Multiple Start URLs

AndyM · June 25, 2018, 2:03pm

I'm trying to scrape the details of pubs across the UK from whatpub.com. I've created the URLs to search by using UK postal districts and their centroid lat/longs, and want to enter many at the same time in order to make the process quicker and more automated.

However, web scraper doesn't seem to export all the pubs - it'll do all 54 for DL7 for example, then only 16 for DL6. Could it be that the web scraper dedupes the list - ie if a pub appears in both lists, it would only scrape it once?
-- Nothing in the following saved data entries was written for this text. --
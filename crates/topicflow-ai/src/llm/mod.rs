//! LLM module - provider-agnostic chat completion clients

mod client;
mod mock_client;
mod openai;
mod retry;

pub use client::{
    CompletionRequest, CompletionResponse, FinishReason, LlmClient, Message, Role, TokenUsage,
    invoke,
};
pub use mock_client::{MockLlmClient, MockStep, MockStepKind};
pub use openai::OpenAIClient;
pub use retry::RetryPolicy;
//! Topic manager - resolves which topic a user message belongs to
//!
//! ```text
//! START -> continuity_check --SAME--------------------------------> END
//!               |  ^ retry        \--DIFFERENT--> history_match --id--> END
//!               +--+                                |  ^ retry
//!                                                   |  +--+
//!                                                   \--NEW--> classification --> END
//!                                                              ^ retry |
//!                                                              +-------+
//! ```
//!
//! The graph runs inside [`TopicManagerNode`], the entry node of the outer
//! dispatch graph, which also records the user message under the resolved
//! topic.

mod nodes;
mod prompts;

use std::sync::Arc;

use async_trait::async_trait;
use topicflow_ai::{LlmClient, Role};
use tracing::{debug, info, warn};

use crate::config::FlowConfig;
use crate::error::Result;
use crate::graph::{CompiledGraph, END, GraphBuilder, Node, Outcome, START};
use crate::state::{ConversationState, HandlerKind, ListUpdate, RoutingVerdict, StatePatch};
use crate::store::{active_topic, append_message, create_topic_with_slots};

pub use nodes::{ClassificationNode, ContinuityCheckNode, HistoryMatchNode};
use nodes::DecisionContext;

pub const CONTINUITY_CHECK: &str = "continuity_check";
pub const HISTORY_MATCH: &str = "history_match";
pub const CLASSIFICATION: &str = "classification";

/// Next step after the continuity check.
#[derive(Debug, Clone, Copy, PartialEq, Eq)]
enum ContinuityRoute {
    Same,
    Different,
    Retry,
}

impl Outcome for ContinuityRoute {
    const ALL: &'static [Self] = &[Self::Same, Self::Different, Self::Retry];

    fn label(self) -> &'static str {
        match self {
            Self::Same => "same",
            Self::Different => "different",
            Self::Retry => "retry",
        }
    }
}

/// Next step after the history match.
#[derive(Debug, Clone, Copy, PartialEq, Eq)]
enum HistoryRoute {
    Found,
    New,
    Retry,
}

impl Outcome for HistoryRoute {
    const ALL: &'static [Self] = &[Self::Found, Self::New, Self::Retry];

    fn label(self) -> &'static str {
        match self {
            Self::Found => "found",
            Self::New => "new",
            Self::Retry => "retry",
        }
    }
}

/// Next step after classification.
#[derive(Debug, Clone, Copy, PartialEq, Eq)]
enum ClassificationRoute {
    Done,
    Retry,
}

impl Outcome for ClassificationRoute {
    const ALL: &'static [Self] = &[Self::Done, Self::Retry];

    fn label(self) -> &'static str {
        match self {
            Self::Done => "done",
            Self::Retry => "retry",
        }
    }
}

/// Anything but a retry verdict here means the node did not record its outcome.
fn note_retry(node: &str, verdict: &Option<RoutingVerdict>) {
    if !matches!(verdict, Some(RoutingVerdict::Retry(_))) {
        warn!(node, verdict = ?verdict, "Unexpected verdict, running node again");
    }
}

fn continuity_route(state: &ConversationState) -> ContinuityRoute {
    match &state.verdict {
        Some(RoutingVerdict::SameTopic) => ContinuityRoute::Same,
        Some(RoutingVerdict::DifferentTopic) => ContinuityRoute::Different,
        other => {
            note_retry(CONTINUITY_CHECK, other);
            ContinuityRoute::Retry
        }
    }
}

fn history_route(state: &ConversationState) -> HistoryRoute {
    match &state.verdict {
        Some(RoutingVerdict::Resurfaced(_)) => HistoryRoute::Found,
        Some(RoutingVerdict::NewTopic) => HistoryRoute::New,
        other => {
            note_retry(HISTORY_MATCH, other);
            HistoryRoute::Retry
        }
    }
}

fn classification_route(state: &ConversationState) -> ClassificationRoute {
    match &state.verdict {
        Some(RoutingVerdict::Classified(_)) => ClassificationRoute::Done,
        other => {
            note_retry(CLASSIFICATION, other);
            ClassificationRoute::Retry
        }
    }
}

/// Build the three-node topic manager graph around `llm`.
pub fn build_topic_manager_graph(
    llm: Arc<dyn LlmClient>,
    config: &FlowConfig,
) -> Result<CompiledGraph<ConversationState>> {
    let ctx = DecisionContext::new(
        llm,
        config.decision_attempts(),
        config.transcript_window,
    );

    GraphBuilder::<ConversationState>::new("topic_manager")
        .add_node(CONTINUITY_CHECK, Arc::new(ContinuityCheckNode::new(ctx.clone())))
        .add_node(HISTORY_MATCH, Arc::new(HistoryMatchNode::new(ctx.clone())))
        .add_node(CLASSIFICATION, Arc::new(ClassificationNode::new(ctx)))
        .add_edge(START, CONTINUITY_CHECK)
        .add_conditional_edges(
            CONTINUITY_CHECK,
            continuity_route,
            [
                (ContinuityRoute::Same, END),
                (ContinuityRoute::Different, HISTORY_MATCH),
                (ContinuityRoute::Retry, CONTINUITY_CHECK),
            ],
        )
        .add_conditional_edges(
            HISTORY_MATCH,
            history_route,
            [
                (HistoryRoute::Found, END),
                (HistoryRoute::New, CLASSIFICATION),
                (HistoryRoute::Retry, HISTORY_MATCH),
            ],
        )
        .add_conditional_edges(
            CLASSIFICATION,
            classification_route,
            [
                (ClassificationRoute::Done, END),
                (ClassificationRoute::Retry, CLASSIFICATION),
            ],
        )
        .with_max_steps(config.max_graph_steps)
        .compile()
}

/// Open a topic for `handler` that inherits the handing-off topic's slots and
/// records the triggering user message under it.
fn hand_off(state: &ConversationState, handler: HandlerKind) -> Result<StatePatch> {
    let slots = active_topic(state)
        .map(|topic| topic.slots.clone())
        .unwrap_or_default();
    let created = create_topic_with_slots(state, Some(handler), slots).clear_handoff();

    let mut handed = state.clone();
    handed.apply(created.clone());
    let recorded = append_message(&handed, Role::User, state.current_message.clone())?;
    info!(handler = %handler, "Handed off to a new topic");

    Ok(created.and(recorded))
}

/// Outer-graph node that resolves the active topic for the current message.
pub struct TopicManagerNode {
    graph: CompiledGraph<ConversationState>,
}

impl TopicManagerNode {
    pub fn new(llm: Arc<dyn LlmClient>, config: &FlowConfig) -> Result<Self> {
        Ok(Self {
            graph: build_topic_manager_graph(llm, config)?,
        })
    }
}

#[async_trait]
impl Node<ConversationState> for TopicManagerNode {
    async fn run(&self, state: &ConversationState) -> Result<StatePatch> {
        if let Some(handler) = state.handoff {
            return hand_off(state, handler);
        }

        let mut round = state.clone();
        round.verdict = None;
        round.attempts = 0;
        let resolved = self.graph.invoke(round).await?;

        let recorded = append_message(&resolved, Role::User, state.current_message.clone())?;
        if let Some(topic) = active_topic(&resolved) {
            debug!(topic_id = %topic.id, handler = ?topic.handler, "Topic resolved");
        }

        Ok(StatePatch {
            topic_stack: ListUpdate::Replace(resolved.topic_stack),
            archive: ListUpdate::Replace(resolved.archive),
            scratch: ListUpdate::Replace(resolved.scratch),
            ..StatePatch::default()
        }
        .clear_verdict()
        .with_attempts(0)
        .and(recorded))
    }
}

#[cfg(test)]
mod tests {
    use super::*;
    use crate::directive::DirectiveFailure;
    use crate::error::FlowError;
    use crate::state::Topic;
    use crate::store::messages_for_active_topic;
    use topicflow_ai::MockLlmClient;

    fn manager(replies: &[&str]) -> (TopicManagerNode, Arc<MockLlmClient>) {
        let llm = Arc::new(MockLlmClient::from_replies("mock", replies.iter().copied()).strict());
        let node = TopicManagerNode::new(llm.clone(), &FlowConfig::default()).unwrap();
        (node, llm)
    }

    fn with_message(mut state: ConversationState, message: &str) -> ConversationState {
        state.current_message = message.to_string();
        state
    }

    #[tokio::test]
    async fn test_first_message_goes_straight_to_classification() {
        let (node, llm) = manager(&["THOUGHT: symptoms\nFINAL ANSWER: DIAGNOSIS"]);
        let mut state = with_message(ConversationState::new(), "my throat hurts");

        let patch = node.run(&state).await.unwrap();
        state.apply(patch);

        assert_eq!(state.topic_stack.len(), 1);
        assert_eq!(state.topic_stack[0].handler, Some(HandlerKind::Diagnosis));
        assert!(state.scratch.is_empty());
        assert_eq!(state.attempts, 0);
        assert_eq!(state.verdict, None);
        assert_eq!(state.dialogue.len(), 1);
        assert_eq!(state.dialogue[0].topic_id, state.topic_stack[0].id);
        assert_eq!(state.dialogue[0].content, "my throat hurts");
        // Only the classification node consulted the model.
        assert_eq!(llm.recorded_requests().await.len(), 1);
    }

    #[tokio::test]
    async fn test_same_topic_keeps_stack() {
        let (node, _) = manager(&["FINAL ANSWER: SAME TOPIC"]);
        let mut state = ConversationState::new();
        let topic = Topic::new(Some(HandlerKind::Diagnosis));
        let id = topic.id;
        state.topic_stack.push(topic);
        let mut state = with_message(state, "since yesterday");

        let patch = node.run(&state).await.unwrap();
        state.apply(patch);

        assert_eq!(state.topic_ids(), vec![id]);
        let messages = messages_for_active_topic(&state).unwrap();
        assert_eq!(messages.len(), 1);
        assert_eq!(messages[0].topic_id, id);
    }

    #[tokio::test]
    async fn test_invalid_reply_is_retried() {
        let (node, llm) = manager(&[
            "FINAL ANSWER: DIFFERENT",
            "I think it is new",
            "FINAL ANSWER: NEW TOPIC",
            "FINAL ANSWER: APPOINTMENT",
        ]);
        let mut state = ConversationState::new();
        state.topic_stack.push(Topic::new(Some(HandlerKind::Diagnosis)));
        let mut state = with_message(state, "book me a visit");

        let patch = node.run(&state).await.unwrap();
        state.apply(patch);

        assert_eq!(state.topic_stack.len(), 2);
        assert_eq!(state.topic_stack[1].handler, Some(HandlerKind::Appointment));
        assert!(state.scratch.is_empty());

        let requests = llm.recorded_requests().await;
        assert_eq!(requests.len(), 4);
        // The retried history prompt carries the rejected reply and the reason.
        let retry_prompt = &requests[2].messages[0].content;
        assert!(retry_prompt.contains("I think it is new"));
        assert!(retry_prompt.contains("NO_DIRECTIVE"));
    }

    #[tokio::test]
    async fn test_unknown_reference_exhausts_retries() {
        let bogus = "FINAL ANSWER: ffffffff-0000-4000-8000-000000000000";
        let (node, _) = manager(&["FINAL ANSWER: DIFFERENT", bogus, bogus, bogus]);
        let mut state = ConversationState::new();
        state.topic_stack.push(Topic::new(Some(HandlerKind::Diagnosis)));
        let state = with_message(state, "what about the other thing");

        let err = node.run(&state).await.err().unwrap();
        match err {
            FlowError::RetryExhausted {
                node,
                attempts,
                last_failure,
            } => {
                assert_eq!(node, HISTORY_MATCH);
                assert_eq!(attempts, 3);
                assert!(matches!(
                    last_failure,
                    DirectiveFailure::UnknownTopicReference(_)
                ));
            }
            other => panic!("unexpected error: {other}"),
        }
    }

    #[tokio::test]
    async fn test_pending_handoff_skips_decisions() {
        let (node, llm) = manager(&[]);
        let mut state = ConversationState::new();
        let mut diagnosis = Topic::new(Some(HandlerKind::Diagnosis));
        diagnosis.slots.appointment.clinic = Some("Cardiology".to_string());
        diagnosis.slots.symptoms.push("chest pain".to_string());
        let diagnosis_id = diagnosis.id;
        state.topic_stack.push(diagnosis);
        state.handoff = Some(HandlerKind::Appointment);
        let mut state = with_message(state, "I need to see someone");

        let patch = node.run(&state).await.unwrap();
        state.apply(patch);

        assert_eq!(state.topic_stack.len(), 2);
        let appointment = &state.topic_stack[1];
        assert_eq!(appointment.handler, Some(HandlerKind::Appointment));
        assert_eq!(appointment.slots, state.topic_stack[0].slots);
        assert_eq!(state.topic_stack[0].id, diagnosis_id);
        assert_eq!(state.handoff, None);

        assert_eq!(state.dialogue.len(), 1);
        assert_eq!(state.dialogue[0].topic_id, appointment.id);
        assert_eq!(state.dialogue[0].content, "I need to see someone");
        assert!(llm.recorded_requests().await.is_empty());
    }

    #[test]
    fn test_unexpected_verdict_reruns_node() {
        let mut state = ConversationState::new();
        assert_eq!(continuity_route(&state), ContinuityRoute::Retry);

        state.verdict = Some(RoutingVerdict::NewTopic);
        assert_eq!(continuity_route(&state), ContinuityRoute::Retry);
        assert_eq!(history_route(&state), HistoryRoute::New);
        assert_eq!(classification_route(&state), ClassificationRoute::Retry);
    }
}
Thanks in advance for any help!

https://whatpub.com/search?q=DL6&t=pc&p=[001-08]&lat=54.3683274169935&lng=-1.39343008888889&_token=IjzU1dLHw4SmMgwFtdXWzYAw6az3XCID5WJfxpYL&features=Open

https://whatpub.com/search?q=DL7&t=pc&p=[001-08]&lat=54.3369054905462&lng=-1.47934658928571&_token=IjzU1dLHw4SmMgwFtdXWzYAw6az3XCID5WJfxpYL&features=Open

Sitemap:
{"_id":"camra","startUrl":["https://whatpub.com/search?q=DL6&t=pc&p=[001-08]&lat=54.3683274169935&lng=-1.39343008888889&_token=IjzU1dLHw4SmMgwFtdXWzYAw6az3XCID5WJfxpYL&features=Open","https://whatpub.com/search?q=DL7&t=pc&p=[001-08]&lat=54.3369054905462&lng=-1.47934658928571&_token=IjzU1dLHw4SmMgwFtdXWzYAw6az3XCID5WJfxpYL&features=Open"],"selectors":[{"id":"pub","type":"SelectorLink","selector":"h2 a","parentSelectors":["_root","pagination"],"multiple":true,"delay":0},{"id":"name","type":"SelectorText","selector":"section h1","parentSelectors":["pub"],"multiple":false,"regex":"","delay":0},{"id":"address","type":"SelectorText","selector":"div.pub_left section:nth-of-type(1) p.no_margin-top","parentSelectors":["pub"],"multiple":false,"regex":"","delay":0},{"id":"lat long","type":"SelectorLink","selector":"section.view_on_map a","parentSelectors":["pub"],"multiple":false,"delay":0},{"id":"owner","type":"SelectorText","selector":"section:nth-of-type(8) p.no_margin-top","parentSelectors":["pub"],"multiple":false,"regex":"","delay":0},{"id":"last survey","type":"SelectorText","selector":"section#pub-footer p:nth-of-type(1)","parentSelectors":["pub"],"multiple":false,"regex":"","delay":0},{"id":"facilities","type":"SelectorText","selector":"div#about-tab.ui-tabs-panel div.pub_right section:nth-of-type(3)","parentSelectors":["pub"],"multiple":false,"regex":"","delay":0},{"id":"features","type":"SelectorText","selector":"div#about-tab.ui-tabs-panel div.pub_right section:nth-of-type(2)","parentSelectors":["pub"],"multiple":false,"regex":"","delay":0},{"id":"pagination","type":"SelectorLink","selector":"p.numbers a","parentSelectors":["_root"],"multiple":true,"delay":0}]}

iconoclast · June 25, 2018, 2:37pm

Hi!

WebScraper will import same URLs, but will skip duplicates afterwards. All URLs must be different, unfortunately.

AndyM · June 25, 2018, 2:57pm

Fantastic thanks - skipping the duplicate pubs saves me time!

I was just concerned the number of records was different for each district, so thought that the program might be missing out some of the pubs I need to collect.